Eine Kritik von Fastmachine (Bewertung des Films: 8/10)
eingetragen am 26.05.2007, seitdem 443 Mal gelesen


Sieben Jahre in der Zukunft: Irgendjemand hat den roten Knopf gedrückt, der die schleichende Selbstzerstörung von Mensch und Gesellschaft ausgelöst hat. „A Scanner Darkly“ versetzt uns in eine Welt, deren heimlicher Herrscher der Tod ist, verkörpert in der mörderischen Droge „Subtanz T“, von der schon 20% der Bevölkerung abhängig sind. „T“ wie Tod, denn die Droge spaltet das Bewusstsein, lässt die Persönlichkeit zerfallen und zerstört schließlich den Körper.

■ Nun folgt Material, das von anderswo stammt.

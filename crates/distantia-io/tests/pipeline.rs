//! End-to-end integration tests: CSV -> psi/null/importance -> JSON -> deserialize.

use std::fs;
use std::path::Path;

use distantia_analysis::{ImportanceMethod, NullConfig, Permutation, variable_importance};
use distantia_dtw::{DtwConfig, Sequence};
use distantia_io::{ExperimentName, Method, ResultWriter, SequenceReader};
use tempfile::TempDir;

/// Path to the test fixture directory.
fn fixture_path(name: &str) -> std::path::PathBuf {
    Path::new(env!("CARGO_MANIFEST_DIR"))
        .join("tests")
        .join("fixtures")
        .join(name)
}

fn read_fixture(name: &str) -> Sequence {
    SequenceReader::new(&fixture_path(name))
        .with_skip_columns(vec!["depth".into()])
        .read()
        .expect("fixture should parse")
}

fn read_json(path: &Path) -> serde_json::Value {
    serde_json::from_str(&fs::read_to_string(path).unwrap()).unwrap()
}

fn writer(dir: &TempDir, name: &str) -> ResultWriter {
    ResultWriter::new(dir.path(), ExperimentName::new(name.into()).unwrap()).unwrap()
}

#[test]
fn fixtures_parse_with_and_without_depth() {
    let a = read_fixture("pollen_a.csv");
    assert_eq!((a.rows(), a.cols()), (12, 3));
    assert_eq!(a.column_names(), ["pinus", "quercus", "alnus"]);

    let with_depth = SequenceReader::new(&fixture_path("pollen_b.csv")).read().unwrap();
    assert_eq!((with_depth.rows(), with_depth.cols()), (9, 4));
    assert_eq!(with_depth.column_names()[0], "depth");
}

#[test]
fn psi_round_trip() {
    let a = read_fixture("pollen_a.csv");
    let b = read_fixture("pollen_b.csv");
    let dtw = DtwConfig::new();
    let alignment = dtw.align(&a, &b).unwrap();

    let dir = TempDir::new().unwrap();
    let path = writer(&dir, "psi_rt").write_psi(&dtw, &alignment).unwrap();
    assert_eq!(path, dir.path().join("psi_rt_psi.json"));

    let content = read_json(&path);
    assert_eq!(content["experiment"], "psi_rt");
    assert_eq!(content["a_rows"].as_u64().unwrap(), 12);
    assert_eq!(content["b_rows"].as_u64().unwrap(), 9);
    let psi = content["psi"].as_f64().unwrap();
    assert!(psi.is_finite() && psi > 0.0, "psi = {psi}");
    assert!((psi - alignment.psi()).abs() < 1e-12);
}

#[test]
fn self_comparison_writes_zero_psi() {
    let a = read_fixture("pollen_a.csv");
    let dtw = DtwConfig::new();
    let alignment = dtw.align(&a, &a).unwrap();

    let dir = TempDir::new().unwrap();
    let path = writer(&dir, "self").write_psi(&dtw, &alignment).unwrap();
    assert_eq!(read_json(&path)["psi"].as_f64().unwrap(), 0.0);
}

#[test]
fn path_round_trip_spans_both_sequences() {
    let a = read_fixture("pollen_a.csv");
    let b = read_fixture("pollen_b.csv");
    let dtw = DtwConfig::new().with_weighted(false);
    let cost_path = dtw.path(&a, &b).unwrap();

    let dir = TempDir::new().unwrap();
    let path = writer(&dir, "path_rt").write_path(&dtw, &cost_path).unwrap();
    let content = read_json(&path);
    let steps = content["steps"].as_array().unwrap();

    assert_eq!(steps.len(), cost_path.len());
    assert_eq!(steps[0]["a"].as_u64().unwrap(), 12);
    assert_eq!(steps[0]["b"].as_u64().unwrap(), 9);
    let last = steps.last().unwrap();
    assert_eq!(last["a"].as_u64().unwrap(), 1);
    assert_eq!(last["b"].as_u64().unwrap(), 1);
    assert!((content["path_sum"].as_f64().unwrap() - cost_path.sum()).abs() < 1e-12);
}

#[test]
fn null_round_trip() {
    let a = read_fixture("pollen_a.csv");
    let b = read_fixture("pollen_b.csv");
    let dtw = DtwConfig::new();
    let config = NullConfig::new()
        .with_permutation(Permutation::Restricted)
        .with_seed(11)
        .with_repetitions(6);
    let null = config.run(&a, &b, &dtw).unwrap();

    let dir = TempDir::new().unwrap();
    let path = writer(&dir, "null_rt")
        .write_null(Method::Dtw(&dtw), &config, &null)
        .unwrap();
    let content = read_json(&path);

    assert_eq!(content["permutation"], "restricted");
    assert_eq!(content["seed"].as_u64().unwrap(), 11);
    assert_eq!(content["replicates"].as_array().unwrap().len(), 5);
    let observed = content["observed"].as_f64().unwrap();
    assert!((observed - dtw.psi(&a, &b).unwrap()).abs() < 1e-12);
}

#[test]
fn importance_round_trip() {
    let a = read_fixture("pollen_a.csv");
    let b = read_fixture("pollen_b.csv");
    let dtw = DtwConfig::new();
    let table = variable_importance(&a, &b, &dtw, ImportanceMethod::Robust).unwrap();

    let dir = TempDir::new().unwrap();
    let path = writer(&dir, "imp_rt")
        .write_importance(Method::Dtw(&dtw), ImportanceMethod::Robust.name(), &table)
        .unwrap();
    let content = read_json(&path);
    let variables = content["variables"].as_array().unwrap();

    assert_eq!(content["importance_method"], "robust");
    let names: Vec<&str> = variables.iter().map(|v| v["variable"].as_str().unwrap()).collect();
    assert_eq!(names, ["pinus", "quercus", "alnus"]);
    for (entry, row) in variables.iter().zip(&table) {
        assert!((entry["psi_difference"].as_f64().unwrap() - row.psi_difference).abs() < 1e-12);
    }
}
//! Dynamic time warping dissimilarity between multivariate sequences.
//!
//! Pure math library with zero I/O. Builds the distance matrix between two
//! sequences, accumulates a least-cost matrix under orthogonal, diagonal, or
//! weighted-diagonal moves, backtracks the least-cost path (optionally inside
//! a Sakoe-Chiba band and with block trimming), and normalises the path sum by
//! the auto-sum of both sequences to produce the psi score.

mod auto_sum;
mod constraint;
mod cost;
mod distance;
mod error;
mod matrix;
mod path;
mod psi;
mod sequence;

pub use auto_sum::{auto_distance, auto_sum, auto_sum_full, auto_sum_path};
pub use constraint::{BandConstraint, Bandwidth};
pub use cost::{CostPolicy, DIAGONAL_WEIGHT, cost_matrix};
pub use distance::{Distance, distance};
pub use error::DtwError;
pub use matrix::{Matrix, distance_matrix, lock_step_distance};
pub use path::{CostPath, PathRecord, PathStep, cost_path, path_sum, trim_path};
pub use psi::{Alignment, DtwConfig, psi, psi_equation, psi_lock_step};
pub use sequence::Sequence;
use distantia_dtw::DtwError;

/// Errors from permutation, null distribution, and importance analyses.
#[derive(Debug, thiserror::Error)]
pub enum AnalysisError {
    /// Returned when a permutation name is not recognised.
    #[error(
        "unknown permutation \"{name}\" (expected one of: free, free_by_row, restricted, restricted_by_row)"
    )]
    UnknownPermutation {
        /// The name that failed to parse.
        name: String,
    },

    /// Returned when a null distribution is requested with zero repetitions.
    #[error("repetitions must be at least 1, got {repetitions}")]
    InvalidRepetitions {
        /// The invalid repetitions value provided.
        repetitions: usize,
    },

    /// Returned when an importance analysis gets fewer than two columns.
    #[error("importance requires at least 2 columns, got {cols}")]
    TooFewColumns {
        /// Number of columns in the sequences.
        cols: usize,
    },

    /// Wraps a DTW error encountered while computing psi.
    #[error("DTW error during analysis: {0}")]
    Dtw(#[from] DtwError),
}
//! Domain types for distantia-io.

use crate::IoError;

/// A validated experiment name used as the prefix of every output file.
///
/// Must match `[a-zA-Z0-9_-]+`.
#[derive(Debug, Clone, PartialEq, Eq)]
pub struct ExperimentName(String);

impl ExperimentName {
    /// Parse and validate an experiment name.
    ///
    /// # Errors
    ///
    /// Returns [`IoError::InvalidExperimentName`] if the name is empty or
    /// contains characters outside `[a-zA-Z0-9_-]`.
    pub fn new(name: String) -> Result<Self, IoError> {
        if name.is_empty()
            || !name
                .chars()
                .all(|c| c.is_ascii_alphanumeric() || c == '_' || c == '-')
        {
            return Err(IoError::InvalidExperimentName { name });
        }
        Ok(Self(name))
    }

    /// Return the experiment name as a string slice.
    pub fn as_str(&self) -> &str {
        &self.0
    }

    /// File name of the artifact of the given kind, `{experiment}_{kind}.json`.
    pub(crate) fn file_name(&self, kind: &str) -> String {
        format!("{}_{kind}.json", self.0)
    }
}

impl std::fmt::Display for ExperimentName {
    fn fmt(&self, f: &mut std::fmt::Formatter<'_>) -> std::fmt::Result {
        f.write_str(&self.0)
    }
}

Das Drehbuch beruht auf der gleichnamigen Romanvorlage von Philip K. Dick aus dem Jahr 1977 (geschrieben 1972). Richard Linklater wählte diesen düsteren Stoff nicht aus, um eine phantastisch angehauchte Studie der Drogenszene Kaliforniens zu liefern, sondern um die pessimistische Vision Dicks über persönliche und gesellschaftliche Abhängigkeit in die politischen Zusammenhänge der Gegenwart zu übersetzen.

Was „A Scanner Darkly" von allen anderen Filmen über die Drogenszene unterscheidet, ist seine einzigartige Einsicht in das System von Ausbeutung, Überwachung und Unterdrückung. Er sprengt damit das Genre des Dogenthrillers, das auf der Trennung der zwei Welten von Gesetz und Verbrechen, von Sucht und Nüchternheit besteht.
In der Hauptfigur des verdeckten Drogenermittlers Bob Arctor (Keanu Reeves) laufen die übergreifenden Konflikte der Handlung zusammen. Um als verdeckter Ermittler in der Szene nicht aufzufallen, konsumiert Arctor selbst „Substanz T“, bis seine Sucht außer Kontrolle gerät und zum Instrument dunkler Mächte wird. Die Geschichte der Persönlichkeitsspaltung von Bob Arctor, die zunächst als rein private Tragödie eines aufrechten Menschen erscheint, weitet sich zu einem gesellschaftlichen Musterfall aus.

Im Laufe des Films kommen die Hauptfigur und mit ihr die Zuschauer einer niederschmetternden Erkenntnis auf die Spur, die ihre Sicht auf die Welt radikal verändern wird. Man könnte es so zusammenfassen: Die gegenseitige Wechselwirkung der gesellschaftlichen Gruppen – Herrscher und Beherrschte, Therapeuten und Dealer, Junkies und Drogenfahnder – kann man als eine in sich geschlossene Schleife beschreiben, aus der es kein Entkommen gibt. Das Gesamtsystem kennt nur eine Richtung: in den Abgrund, die verbleibende Hoffnung am Ende klammert sich an den berühmten Strohhalm.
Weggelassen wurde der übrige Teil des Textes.